Douthat: I think Africa’s role is uncertain, as it is in geopolitics as well. It’s the only continent with a swiftly growing Catholic population, its churchmen and Mass-goers tend to be more conservative than elsewhere, and so there’s a natural sense among conservative Catholics in the West that Africa is the future of the Church and, say, the liberal Germans are the past.
But this hope can be overdrawn: for all that Christianity has, as yousay, ancient roots in Africa, in the modern context the Church there is rich in faith but still limited in its ability to project influence abroad — it lacks the money, the institutions, the universities, and (again) the money that other parts of the Church take for granted, which is part of why Northern European bishops with two-thirds empty churches can still exert greater influence over the institutional life of the Church than any sub-Saharan group of bishops.

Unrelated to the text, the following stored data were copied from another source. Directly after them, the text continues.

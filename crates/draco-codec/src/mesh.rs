use std::ops::{Deref, DerefMut};

use crate::geometry_indices::{FaceIndex, PointIndex};
use crate::point_cloud::PointCloud;

pub type Face = [PointIndex; 3];

/// How an attribute varies over the mesh surface. Used by the encoder to
/// decide whether per-corner connectivity must be emitted.
#[derive(Debug, Clone, Copy, PartialEq, Eq)]
pub enum MeshAttributeElementType {
    /// Values attached to mesh vertices; all corners around a vertex
    /// share one value.
    Vertex = 0,
    /// Values attached to corners; may differ across edges (seams).
    Corner = 1,
    /// One value for the whole face.
    Face = 2,
}

/// Triangular mesh: a point cloud plus faces referencing its points.
#[derive(Debug, Default, Clone)]
pub struct Mesh {
    point_cloud: PointCloud,
    faces: Vec<Face>,
    attribute_element_types: Vec<MeshAttributeElementType>,
}

impl Mesh {
    pub fn new() -> Self {
        Self::default()
    }

    pub fn add_face(&mut self, face: Face) {
        self.faces.push(face);
    }

    pub fn set_face(&mut self, face_id: FaceIndex, face: Face) {
        if face_id.index() >= self.faces.len() {
            self.faces.resize(face_id.index() + 1, [PointIndex(0); 3]);
        }
        self.faces[face_id.index()] = face;
    }

    pub fn face(&self, face_id: FaceIndex) -> Face {
        self.faces[face_id.index()]
    }

    pub fn num_faces(&self) -> usize {
        self.faces.len()
    }

    pub fn set_num_faces(&mut self, num_faces: usize) {
        self.faces.resize(num_faces, [PointIndex(0); 3]);
    }

    /// Point referenced by the given corner (`corner = 3 * face + local`).
    pub fn corner_to_point(&self, corner: u32) -> PointIndex {
        self.faces[(corner / 3) as usize][(corner % 3) as usize]
    }

    pub fn attribute_element_type(&self, att_id: i32) -> MeshAttributeElementType {
        self.attribute_element_types
            .get(att_id as usize)
            .copied()
            .unwrap_or(MeshAttributeElementType::Corner)
    }

    pub fn set_attribute_element_type(&mut self, att_id: i32, element_type: MeshAttributeElementType) {
        if att_id as usize >= self.attribute_element_types.len() {
            self.attribute_element_types
                .resize(att_id as usize + 1, MeshAttributeElementType::Corner);
        }
        self.attribute_element_types[att_id as usize] = element_type;
    }

    /// Point deduplication with the required face-index rewrite.
    pub fn deduplicate_point_ids(&mut self) {
        let point_map = self.point_cloud.deduplicate_point_ids();
        for face in self.faces.iter_mut() {
            for point in face.iter_mut() {
                *point = point_map[point.index()];
            }
        }
    }
}

impl Deref for Mesh {
    type Target = PointCloud;

    fn deref(&self) -> &Self::Target {
        &self.point_cloud
    }
}

impl DerefMut for Mesh {
    fn deref_mut(&mut self) -> &mut Self::Target {
        &mut self.point_cloud
    }
}

#[cfg(test)]
mod tests {
    use super::*;

    #[test]
    fn test_corner_to_point() {
        let mut mesh = Mesh::new();
        mesh.add_face([PointIndex(4), PointIndex(5), PointIndex(6)]);
        mesh.add_face([PointIndex(6), PointIndex(5), PointIndex(7)]);
        assert_eq!(mesh.corner_to_point(0), PointIndex(4));
        assert_eq!(mesh.corner_to_point(4), PointIndex(5));
        assert_eq!(mesh.corner_to_point(5), PointIndex(7));
    }
}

In that sense, it’s a great example of why the Church’s future is so uncertain — it’s hard to imagine Western liberal Catholicism carrying all before it, but it’s also hard to see the institutional levers that would let African Catholicism translate its growing numbers into greater clout. (And if it finds them, there’s no guarantee that with wealth and influence the African Church will remain conservative.) Which is why, ultimately, I think if Africa exerts a decisive influence it will be through some unexpected matrix that emerges amid northward migration and trans-Saharan interchange — a kind of Eurafrican Christianity, if you will, that becomes a counterweight to both European secularism and to the Muslim-influenced Eurabia that may also be emerging.
Butler: Imagine yourself, as you do in the book, as a 25th-century historian of Catholicism. Where do you think the Church’s current troubles will fit in the Church’s grand history? What is their most likely outcome? Schism? Unity? Collapse? Apocalypse?

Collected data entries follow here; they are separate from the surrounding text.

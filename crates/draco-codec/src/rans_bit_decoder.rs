use crate::ans::{AnsDecoder, ANS_L_BASE};
use crate::decoder_buffer::DecoderBuffer;
use crate::status::{corrupt, Status};

/// Decoder counterpart of [`crate::rans_bit_encoder::RAnsBitEncoder`].
#[derive(Default)]
pub struct RAnsBitDecoder<'a> {
    ans_decoder: Option<AnsDecoder<'a>>,
    prob_zero: u8,
}

impl<'a> RAnsBitDecoder<'a> {
    pub fn new() -> Self {
        Self::default()
    }

    pub fn start_decoding(&mut self, source_buffer: &mut DecoderBuffer<'a>) -> Status {
        self.clear();

        self.prob_zero = source_buffer.decode_u8()?;
        let size = source_buffer.decode_varint_u32()? as usize;
        if size > source_buffer.remaining_size() {
            return Err(corrupt("binary ANS stream size exceeds the buffer"));
        }
        let slice = &source_buffer.remaining_data()[..size];
        source_buffer.advance(size)?;

        let mut decoder = AnsDecoder::new(slice);
        if !decoder.read_init(ANS_L_BASE) {
            return Err(corrupt("binary ANS stream head is malformed"));
        }
        self.ans_decoder = Some(decoder);
        Ok(())
    }

    pub fn decode_next_bit(&mut self) -> bool {
        match &mut self.ans_decoder {
            Some(decoder) => decoder.rabs_read(self.prob_zero),
            None => false,
        }
    }

    pub fn decode_least_significant_bits32(&mut self, nbits: u32) -> u32 {
        let mut value = 0;
        for _ in 0..nbits {
            value = (value << 1) + self.decode_next_bit() as u32;
        }
        value
    }

    pub fn end_decoding(&mut self) {
        self.ans_decoder = None;
    }

    fn clear(&mut self) {
        self.ans_decoder = None;
        self.prob_zero = 0;
    }
}

#[cfg(test)]
mod tests {
    use super::*;
    use crate::encoder_buffer::EncoderBuffer;
    use crate::rans_bit_encoder::RAnsBitEncoder;
    use proptest::prelude::*;

    proptest! {
        #[test]
        fn prop_bit_sequence_round_trip(bits in proptest::collection::vec(any::<bool>(), 0..512)) {
            let mut encoder = RAnsBitEncoder::new();
            encoder.start_encoding();
            for &b in &bits {
                encoder.encode_bit(b);
            }
            let mut buffer = EncoderBuffer::new();
            encoder.end_encoding(&mut buffer);

            let mut source = DecoderBuffer::new(buffer.data());
            let mut decoder = RAnsBitDecoder::new();
            decoder.start_decoding(&mut source).unwrap();
            for &b in &bits {
                prop_assert_eq!(decoder.decode_next_bit(), b);
            }
            decoder.end_decoding();
        }
    }

    #[test]
    fn test_lsb32_round_trip() {
        let values = [(5u32, 19u32), (1, 1), (18, 0x2FFFF), (32, 0xDEADBEEF)];
        let mut encoder = RAnsBitEncoder::new();
        encoder.start_encoding();
        for &(nbits, v) in &values {
            encoder.encode_least_significant_bits32(nbits, v);
        }
        let mut buffer = EncoderBuffer::new();
        encoder.end_encoding(&mut buffer);

        let mut source = DecoderBuffer::new(buffer.data());
        let mut decoder = RAnsBitDecoder::new();
        decoder.start_decoding(&mut source).unwrap();
        for &(nbits, v) in &values {
            assert_eq!(decoder.decode_least_significant_bits32(nbits), v);
        }
    }
}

Douthat: If we make it to the 25th century, we can rule out apocalypse. But I think that the Francis era will be studied as a moment when the post–Vatican II conflicts in the Church came to a head — and since those conflicts are wide and deep and important, I think we’re living through a period that will be remembered as analogical to the major controversies I compare it to above. The Jansenist–Jesuit battle is probably my minimalist analogy; depending on the actions of Francis’s successors, the scope of possible liberalization and the scale of conservative and traditionalist reaction, an analogy to the Arian–Athanasian controversy might be more appropriate. And ultimately, I suspect that for this era of controversy to really end it will take another ecumenical council, some decisive rulings, and probably some faction in the Church breaking off into near-permanent schism. But I could easily imagine it taking 50 or a hundred years before we reach that point.
Butler: What’s weirder: tweeting cardinals or tweeting presidents?
Douthat: If you read the polemics of the Reformation, I think it’s fair to say that a tweeting president is more unusual, since we have a much longer history of high churchmen behaving in . . . well, all sorts of different ways.